§ Problem description
Bring together copies of the lines in the data below that contain the word "usize".

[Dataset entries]
● ● ● ● ●
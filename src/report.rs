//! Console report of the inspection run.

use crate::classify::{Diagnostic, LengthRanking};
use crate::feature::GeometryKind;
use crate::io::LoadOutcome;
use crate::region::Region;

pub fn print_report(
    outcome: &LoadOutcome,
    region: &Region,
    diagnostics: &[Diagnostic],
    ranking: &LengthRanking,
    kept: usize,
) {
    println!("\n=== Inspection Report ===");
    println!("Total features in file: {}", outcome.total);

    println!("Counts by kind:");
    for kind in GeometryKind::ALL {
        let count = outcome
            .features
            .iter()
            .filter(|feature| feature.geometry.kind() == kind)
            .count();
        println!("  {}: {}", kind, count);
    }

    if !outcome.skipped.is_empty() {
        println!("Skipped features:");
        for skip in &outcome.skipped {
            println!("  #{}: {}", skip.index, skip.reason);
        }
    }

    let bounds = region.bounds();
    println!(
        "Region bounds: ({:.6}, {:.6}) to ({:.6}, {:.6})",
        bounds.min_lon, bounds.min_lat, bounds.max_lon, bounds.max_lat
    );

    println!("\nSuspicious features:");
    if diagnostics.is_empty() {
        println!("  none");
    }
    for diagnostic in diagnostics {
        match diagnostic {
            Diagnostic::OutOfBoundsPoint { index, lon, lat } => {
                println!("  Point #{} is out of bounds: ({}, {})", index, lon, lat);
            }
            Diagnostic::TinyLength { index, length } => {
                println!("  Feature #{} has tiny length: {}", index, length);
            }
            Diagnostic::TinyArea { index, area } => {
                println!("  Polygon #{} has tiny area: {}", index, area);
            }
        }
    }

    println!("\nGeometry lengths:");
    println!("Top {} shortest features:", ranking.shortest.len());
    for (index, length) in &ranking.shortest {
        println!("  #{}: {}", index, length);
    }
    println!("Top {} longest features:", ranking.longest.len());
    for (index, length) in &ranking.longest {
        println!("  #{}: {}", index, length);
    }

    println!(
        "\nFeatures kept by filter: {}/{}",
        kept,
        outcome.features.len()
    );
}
● ● ● ● ●
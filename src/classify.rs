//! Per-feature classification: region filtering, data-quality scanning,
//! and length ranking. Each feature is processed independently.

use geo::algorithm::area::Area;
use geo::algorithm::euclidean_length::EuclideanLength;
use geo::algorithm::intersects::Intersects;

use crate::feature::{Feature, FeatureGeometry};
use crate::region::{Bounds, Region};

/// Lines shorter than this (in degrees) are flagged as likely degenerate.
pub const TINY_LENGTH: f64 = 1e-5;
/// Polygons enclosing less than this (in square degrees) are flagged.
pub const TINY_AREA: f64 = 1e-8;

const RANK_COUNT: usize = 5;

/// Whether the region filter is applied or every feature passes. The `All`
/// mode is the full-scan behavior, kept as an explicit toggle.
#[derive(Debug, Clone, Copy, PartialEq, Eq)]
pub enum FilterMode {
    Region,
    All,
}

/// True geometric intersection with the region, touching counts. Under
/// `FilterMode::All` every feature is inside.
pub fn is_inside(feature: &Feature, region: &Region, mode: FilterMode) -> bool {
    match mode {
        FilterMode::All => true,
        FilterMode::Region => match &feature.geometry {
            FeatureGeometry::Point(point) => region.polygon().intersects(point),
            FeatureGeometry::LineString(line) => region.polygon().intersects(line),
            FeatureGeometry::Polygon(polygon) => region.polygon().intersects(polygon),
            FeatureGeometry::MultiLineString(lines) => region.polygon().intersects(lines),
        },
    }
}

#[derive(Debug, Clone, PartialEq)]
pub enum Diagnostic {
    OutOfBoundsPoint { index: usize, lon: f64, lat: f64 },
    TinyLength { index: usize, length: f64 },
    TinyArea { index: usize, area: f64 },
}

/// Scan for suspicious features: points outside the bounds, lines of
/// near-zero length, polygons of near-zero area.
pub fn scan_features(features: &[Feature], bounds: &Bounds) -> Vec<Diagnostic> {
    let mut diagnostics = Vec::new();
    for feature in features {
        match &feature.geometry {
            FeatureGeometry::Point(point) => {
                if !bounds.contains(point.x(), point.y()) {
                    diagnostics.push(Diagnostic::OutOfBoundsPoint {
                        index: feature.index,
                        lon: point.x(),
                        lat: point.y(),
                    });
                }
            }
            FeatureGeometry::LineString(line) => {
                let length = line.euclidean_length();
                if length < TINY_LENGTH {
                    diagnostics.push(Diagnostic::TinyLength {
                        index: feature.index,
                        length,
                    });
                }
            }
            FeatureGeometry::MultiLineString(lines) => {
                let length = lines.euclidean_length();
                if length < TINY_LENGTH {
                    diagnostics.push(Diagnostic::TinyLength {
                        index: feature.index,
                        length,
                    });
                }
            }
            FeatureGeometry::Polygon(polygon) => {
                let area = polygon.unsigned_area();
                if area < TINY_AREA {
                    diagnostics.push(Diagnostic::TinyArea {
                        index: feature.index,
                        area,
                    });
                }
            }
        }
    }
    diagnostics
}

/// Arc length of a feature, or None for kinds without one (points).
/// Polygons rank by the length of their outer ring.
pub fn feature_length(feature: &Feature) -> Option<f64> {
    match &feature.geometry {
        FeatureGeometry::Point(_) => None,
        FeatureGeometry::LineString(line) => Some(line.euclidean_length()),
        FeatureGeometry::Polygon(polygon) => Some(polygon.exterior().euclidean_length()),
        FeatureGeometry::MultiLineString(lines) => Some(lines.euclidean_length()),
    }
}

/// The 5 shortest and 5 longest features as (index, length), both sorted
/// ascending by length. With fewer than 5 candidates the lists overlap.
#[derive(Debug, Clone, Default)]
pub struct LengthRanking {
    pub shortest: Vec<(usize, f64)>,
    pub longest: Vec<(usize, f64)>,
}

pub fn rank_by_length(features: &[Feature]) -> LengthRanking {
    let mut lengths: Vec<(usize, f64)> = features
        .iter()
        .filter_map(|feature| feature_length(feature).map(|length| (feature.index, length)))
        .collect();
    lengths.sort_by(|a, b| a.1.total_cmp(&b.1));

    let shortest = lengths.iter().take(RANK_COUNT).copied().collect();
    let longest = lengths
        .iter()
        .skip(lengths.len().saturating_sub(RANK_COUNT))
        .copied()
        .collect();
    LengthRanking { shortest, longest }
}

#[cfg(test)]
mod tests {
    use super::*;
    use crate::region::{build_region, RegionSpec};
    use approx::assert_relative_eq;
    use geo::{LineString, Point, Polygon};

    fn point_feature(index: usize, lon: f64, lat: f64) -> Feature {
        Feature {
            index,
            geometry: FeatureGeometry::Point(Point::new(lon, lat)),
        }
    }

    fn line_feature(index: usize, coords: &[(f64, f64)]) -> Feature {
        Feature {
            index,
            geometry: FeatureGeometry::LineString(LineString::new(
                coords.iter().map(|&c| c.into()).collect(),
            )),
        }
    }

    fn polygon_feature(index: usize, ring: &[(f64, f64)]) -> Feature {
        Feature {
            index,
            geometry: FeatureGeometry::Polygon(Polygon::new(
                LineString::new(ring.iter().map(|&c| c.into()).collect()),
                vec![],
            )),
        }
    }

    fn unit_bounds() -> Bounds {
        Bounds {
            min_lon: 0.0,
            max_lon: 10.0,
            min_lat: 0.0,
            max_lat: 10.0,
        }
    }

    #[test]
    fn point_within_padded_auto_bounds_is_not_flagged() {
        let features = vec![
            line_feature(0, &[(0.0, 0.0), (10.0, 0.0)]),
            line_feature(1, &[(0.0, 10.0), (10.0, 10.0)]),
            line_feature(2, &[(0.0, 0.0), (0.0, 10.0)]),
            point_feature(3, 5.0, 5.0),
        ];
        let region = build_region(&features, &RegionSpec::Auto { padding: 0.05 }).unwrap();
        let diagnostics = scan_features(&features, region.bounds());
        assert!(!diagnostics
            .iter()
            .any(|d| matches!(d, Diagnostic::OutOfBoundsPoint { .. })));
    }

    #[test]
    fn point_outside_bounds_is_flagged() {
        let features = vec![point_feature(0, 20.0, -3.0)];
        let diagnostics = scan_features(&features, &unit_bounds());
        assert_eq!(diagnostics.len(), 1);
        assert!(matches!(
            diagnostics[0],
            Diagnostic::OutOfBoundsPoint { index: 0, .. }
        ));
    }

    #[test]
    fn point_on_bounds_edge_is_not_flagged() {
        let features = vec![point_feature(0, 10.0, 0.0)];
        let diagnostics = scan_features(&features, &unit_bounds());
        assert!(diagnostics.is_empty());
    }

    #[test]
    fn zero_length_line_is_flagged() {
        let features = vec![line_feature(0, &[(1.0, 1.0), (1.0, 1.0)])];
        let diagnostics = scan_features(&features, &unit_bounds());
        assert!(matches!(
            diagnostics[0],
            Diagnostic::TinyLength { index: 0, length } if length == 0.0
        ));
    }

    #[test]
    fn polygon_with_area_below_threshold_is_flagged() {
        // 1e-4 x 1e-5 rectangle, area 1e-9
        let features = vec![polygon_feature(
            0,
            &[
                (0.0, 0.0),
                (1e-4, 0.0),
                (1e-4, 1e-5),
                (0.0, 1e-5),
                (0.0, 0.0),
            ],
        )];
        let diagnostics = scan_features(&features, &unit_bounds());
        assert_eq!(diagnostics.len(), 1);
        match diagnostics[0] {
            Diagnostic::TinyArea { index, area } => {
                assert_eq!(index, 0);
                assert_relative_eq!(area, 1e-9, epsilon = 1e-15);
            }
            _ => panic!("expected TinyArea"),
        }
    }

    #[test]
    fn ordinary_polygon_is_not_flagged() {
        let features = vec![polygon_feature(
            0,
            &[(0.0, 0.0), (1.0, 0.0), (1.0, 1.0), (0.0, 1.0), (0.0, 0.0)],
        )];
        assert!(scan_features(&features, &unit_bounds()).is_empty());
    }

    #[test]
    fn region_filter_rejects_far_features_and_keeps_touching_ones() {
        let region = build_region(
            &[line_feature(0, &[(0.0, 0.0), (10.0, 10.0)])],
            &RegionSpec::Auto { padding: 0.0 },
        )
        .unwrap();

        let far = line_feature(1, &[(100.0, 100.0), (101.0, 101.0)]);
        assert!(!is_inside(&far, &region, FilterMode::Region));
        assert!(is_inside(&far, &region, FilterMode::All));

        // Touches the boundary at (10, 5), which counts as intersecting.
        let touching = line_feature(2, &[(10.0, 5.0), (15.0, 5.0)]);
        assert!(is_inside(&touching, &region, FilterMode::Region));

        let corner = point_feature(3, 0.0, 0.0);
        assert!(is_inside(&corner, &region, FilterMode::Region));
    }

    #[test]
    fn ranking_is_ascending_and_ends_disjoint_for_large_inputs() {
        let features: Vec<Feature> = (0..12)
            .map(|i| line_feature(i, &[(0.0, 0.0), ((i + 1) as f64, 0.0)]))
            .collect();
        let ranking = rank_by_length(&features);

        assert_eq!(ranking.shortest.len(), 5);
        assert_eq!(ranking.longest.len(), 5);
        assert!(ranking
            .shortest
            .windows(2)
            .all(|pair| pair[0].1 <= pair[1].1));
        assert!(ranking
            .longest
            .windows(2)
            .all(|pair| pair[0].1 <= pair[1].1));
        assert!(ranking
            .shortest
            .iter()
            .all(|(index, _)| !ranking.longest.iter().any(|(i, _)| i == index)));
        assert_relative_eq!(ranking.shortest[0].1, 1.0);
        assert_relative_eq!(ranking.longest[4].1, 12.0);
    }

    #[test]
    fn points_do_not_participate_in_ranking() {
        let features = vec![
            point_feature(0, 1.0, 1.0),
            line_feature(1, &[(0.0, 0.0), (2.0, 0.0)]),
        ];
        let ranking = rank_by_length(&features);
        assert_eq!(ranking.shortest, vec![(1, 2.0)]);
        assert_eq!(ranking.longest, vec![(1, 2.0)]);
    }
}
● ● ● ● ●
§ Written response
    kept: usize,
const RANK_COUNT: usize = 5;
    OutOfBoundsPoint { index: usize, lon: f64, lat: f64 },
    TinyLength { index: usize, length: f64 },
    TinyArea { index: usize, area: f64 },
    pub shortest: Vec<(usize, f64)>,
    pub longest: Vec<(usize, f64)>,
    let mut lengths: Vec<(usize, f64)> = features
    fn point_feature(index: usize, lon: f64, lat: f64) -> Feature {
    fn line_feature(index: usize, coords: &[(f64, f64)]) -> Feature {
    fn polygon_feature(index: usize, ring: &[(f64, f64)]) -> Feature {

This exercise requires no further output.